__INPUT MATERIAL__:

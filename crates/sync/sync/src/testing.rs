//! Lock-backend conformance suite.
//!
//! Call [`run_lock_backend_conformance`] from a backend's test module with a
//! freshly opened instance. The suite uses real sleeps for expiry cases, so
//! run it on a multi-threaded, non-paused runtime.

use std::time::Duration;

use tokio::time::sleep;
use uuid::Uuid;

use crate::backend::SyncBackend;
use crate::error::SyncError;

fn unique(prefix: &str) -> String {
    format!("{prefix}-{}", Uuid::new_v4().simple())
}

fn token() -> String {
    Uuid::new_v4().simple().to_string()
}

/// Run the full conformance suite against `backend`.
///
/// # Errors
///
/// Propagates backend failures; property violations panic with a
/// description of the broken expectation.
pub async fn run_lock_backend_conformance(backend: &dyn SyncBackend) -> Result<(), SyncError> {
    acquire_grants_ownership(backend).await?;
    acquire_is_reentrant(backend).await?;
    acquire_is_mutually_exclusive(backend).await?;
    acquire_after_expiry(backend).await?;
    release_is_idempotent(backend).await?;
    release_checks_ownership(backend).await?;
    single_holder_round_trip(backend).await?;
    expiry_handover(backend).await?;
    Ok(())
}

async fn acquire_grants_ownership(backend: &dyn SyncBackend) -> Result<(), SyncError> {
    let name = unique("acquire");
    let token = token();

    assert!(
        backend.acquire(&name, &token, Duration::from_secs(1)).await?,
        "acquire on a vacant name should succeed"
    );
    assert!(
        backend.owned(&name, &token).await?,
        "holder should observe ownership after acquire"
    );
    assert!(
        backend.locked(&name).await?,
        "anyone should observe the lock as held after acquire"
    );
    Ok(())
}

async fn acquire_is_reentrant(backend: &dyn SyncBackend) -> Result<(), SyncError> {
    let name = unique("reentrant");
    let token = token();

    assert!(backend.acquire(&name, &token, Duration::from_secs(1)).await?);
    assert!(
        backend.acquire(&name, &token, Duration::from_secs(1)).await?,
        "same-token acquire should extend, not refuse"
    );
    Ok(())
}

async fn acquire_is_mutually_exclusive(backend: &dyn SyncBackend) -> Result<(), SyncError> {
    let name = unique("exclusive");
    let first = token();
    let second = token();

    assert!(backend.acquire(&name, &first, Duration::from_secs(1)).await?);
    assert!(
        !backend.acquire(&name, &second, Duration::from_secs(1)).await?,
        "foreign-token acquire against a live record should refuse"
    );
    assert!(
        backend.owned(&name, &first).await?,
        "refused acquire must not mutate the record"
    );
    Ok(())
}

async fn acquire_after_expiry(backend: &dyn SyncBackend) -> Result<(), SyncError> {
    let name = unique("expiry");
    let first = token();
    let second = token();

    assert!(backend.acquire(&name, &first, Duration::from_millis(50)).await?);
    sleep(Duration::from_millis(150)).await;

    assert!(
        !backend.locked(&name).await?,
        "expired record should read as vacant"
    );
    assert!(
        backend.acquire(&name, &second, Duration::from_secs(1)).await?,
        "foreign token should acquire once the record expired"
    );
    Ok(())
}

async fn release_is_idempotent(backend: &dyn SyncBackend) -> Result<(), SyncError> {
    let name = unique("idempotent");
    let token = token();

    assert!(backend.acquire(&name, &token, Duration::from_secs(1)).await?);
    assert!(
        backend.release(&name, &token).await?,
        "first release of a held lock should succeed"
    );
    assert!(
        !backend.release(&name, &token).await?,
        "second release of the same token should refuse"
    );
    Ok(())
}

async fn release_checks_ownership(backend: &dyn SyncBackend) -> Result<(), SyncError> {
    let name = unique("ownership");
    let holder = token();
    let stranger = token();

    assert!(backend.acquire(&name, &holder, Duration::from_secs(1)).await?);
    assert!(
        !backend.release(&name, &stranger).await?,
        "foreign-token release should refuse"
    );
    assert!(
        backend.owned(&name, &holder).await?,
        "refused release must not mutate the record"
    );
    Ok(())
}

async fn single_holder_round_trip(backend: &dyn SyncBackend) -> Result<(), SyncError> {
    let name = unique("round-trip");

    assert!(backend.acquire(&name, "A", Duration::from_secs(1)).await?);
    assert!(!backend.acquire(&name, "B", Duration::from_secs(1)).await?);
    assert!(!backend.release(&name, "B").await?);
    assert!(backend.release(&name, "A").await?);
    assert!(!backend.locked(&name).await?);
    Ok(())
}

async fn expiry_handover(backend: &dyn SyncBackend) -> Result<(), SyncError> {
    let name = unique("handover");

    assert!(backend.acquire(&name, "A", Duration::from_millis(50)).await?);
    sleep(Duration::from_millis(100)).await;
    assert!(backend.acquire(&name, "B", Duration::from_secs(1)).await?);
    assert!(!backend.owned(&name, "A").await?);
    assert!(backend.owned(&name, "B").await?);
    Ok(())
}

__WORK ORDER__: What's needed is every line of the listing, transcribed word for word.

__TASK OUTPUT__:
filename crates/sync/sync/src/testing.rs
//! Lock-backend conformance suite.
//!
//! Call [`run_lock_backend_conformance`] from a backend's test module with a
//! freshly opened instance. The suite uses real sleeps for expiry cases, so
//! run it on a multi-threaded, non-paused runtime.

use std::time::Duration;

use tokio::time::sleep;
use uuid::Uuid;

use crate::backend::SyncBackend;
use crate::error::SyncError;

fn unique(prefix: &str) -> String {
    format!("{prefix}-{}", Uuid::new_v4().simple())
}

fn token() -> String {
    Uuid::new_v4().simple().to_string()
}

/// Run the full conformance suite against `backend`.
///
/// # Errors
///
/// Propagates backend failures; property violations panic with a
/// description of the broken expectation.
pub async fn run_lock_backend_conformance(backend: &dyn SyncBackend) -> Result<(), SyncError> {
    acquire_grants_ownership(backend).await?;
    acquire_is_reentrant(backend).await?;
    acquire_is_mutually_exclusive(backend).await?;
    acquire_after_expiry(backend).await?;
    release_is_idempotent(backend).await?;
    release_checks_ownership(backend).await?;
    single_holder_round_trip(backend).await?;
    expiry_handover(backend).await?;
    Ok(())
}

async fn acquire_grants_ownership(backend: &dyn SyncBackend) -> Result<(), SyncError> {
    let name = unique("acquire");
    let token = token();

    assert!(
        backend.acquire(&name, &token, Duration::from_secs(1)).await?,
        "acquire on a vacant name should succeed"
    );
    assert!(
        backend.owned(&name, &token).await?,
        "holder should observe ownership after acquire"
    );
    assert!(
        backend.locked(&name).await?,
        "anyone should observe the lock as held after acquire"
    );
    Ok(())
}

async fn acquire_is_reentrant(backend: &dyn SyncBackend) -> Result<(), SyncError> {
    let name = unique("reentrant");
    let token = token();

    assert!(backend.acquire(&name, &token, Duration::from_secs(1)).await?);
    assert!(
        backend.acquire(&name, &token, Duration::from_secs(1)).await?,
        "same-token acquire should extend, not refuse"
    );
    Ok(())
}

async fn acquire_is_mutually_exclusive(backend: &dyn SyncBackend) -> Result<(), SyncError> {
    let name = unique("exclusive");
    let first = token();
    let second = token();

    assert!(backend.acquire(&name, &first, Duration::from_secs(1)).await?);
    assert!(
        !backend.acquire(&name, &second, Duration::from_secs(1)).await?,
        "foreign-token acquire against a live record should refuse"
    );
    assert!(
        backend.owned(&name, &first).await?,
        "refused acquire must not mutate the record"
    );
    Ok(())
}

async fn acquire_after_expiry(backend: &dyn SyncBackend) -> Result<(), SyncError> {
    let name = unique("expiry");
    let first = token();
    let second = token();

    assert!(backend.acquire(&name, &first, Duration::from_millis(50)).await?);
    sleep(Duration::from_millis(150)).await;

    assert!(
        !backend.locked(&name).await?,
        "expired record should read as vacant"
    );
    assert!(
        backend.acquire(&name, &second, Duration::from_secs(1)).await?,
        "foreign token should acquire once the record expired"
    );
    Ok(())
}

async fn release_is_idempotent(backend: &dyn SyncBackend) -> Result<(), SyncError> {
    let name = unique("idempotent");
    let token = token();

    assert!(backend.acquire(&name, &token, Duration::from_secs(1)).await?);
    assert!(
        backend.release(&name, &token).await?,
        "first release of a held lock should succeed"
    );
    assert!(
        !backend.release(&name, &token).await?,
        "second release of the same token should refuse"
    );
    Ok(())
}

async fn release_checks_ownership(backend: &dyn SyncBackend) -> Result<(), SyncError> {
    let name = unique("ownership");
    let holder = token();
    let stranger = token();

    assert!(backend.acquire(&name, &holder, Duration::from_secs(1)).await?);
    assert!(
        !backend.release(&name, &stranger).await?,
        "foreign-token release should refuse"
    );
    assert!(
        backend.owned(&name, &holder).await?,
        "refused release must not mutate the record"
    );
    Ok(())
}

async fn single_holder_round_trip(backend: &dyn SyncBackend) -> Result<(), SyncError> {
    let name = unique("round-trip");

    assert!(backend.acquire(&name, "A", Duration::from_secs(1)).await?);
    assert!(!backend.acquire(&name, "B", Duration::from_secs(1)).await?);
    assert!(!backend.release(&name, "B").await?);
    assert!(backend.release(&name, "A").await?);
    assert!(!backend.locked(&name).await?);
    Ok(())
}

async fn expiry_handover(backend: &dyn SyncBackend) -> Result<(), SyncError> {
    let name = unique("handover");

    assert!(backend.acquire(&name, "A", Duration::from_millis(50)).await?);
    sleep(Duration::from_millis(100)).await;
    assert!(backend.acquire(&name, "B", Duration::from_secs(1)).await?);
    assert!(!backend.owned(&name, "A").await?);
    assert!(backend.owned(&name, "B").await?);
    Ok(())
}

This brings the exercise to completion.